:: What you have to do ::
Set down the records again. Every word and mark must match exactly.

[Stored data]

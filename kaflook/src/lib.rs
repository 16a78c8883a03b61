pub mod admin;
pub mod backend;
pub mod connection;
pub mod connection_settings;
pub mod consumer;
pub mod error;
pub mod facade;
pub mod format;
pub mod queries;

:: Exercise output ::
filename kaflook/src/lib.rs
repository 16a78c8883a03b61
pub mod admin;
pub mod backend;
pub mod connection;
pub mod connection_settings;
pub mod consumer;
pub mod error;
pub mod facade;
pub mod format;
pub mod queries;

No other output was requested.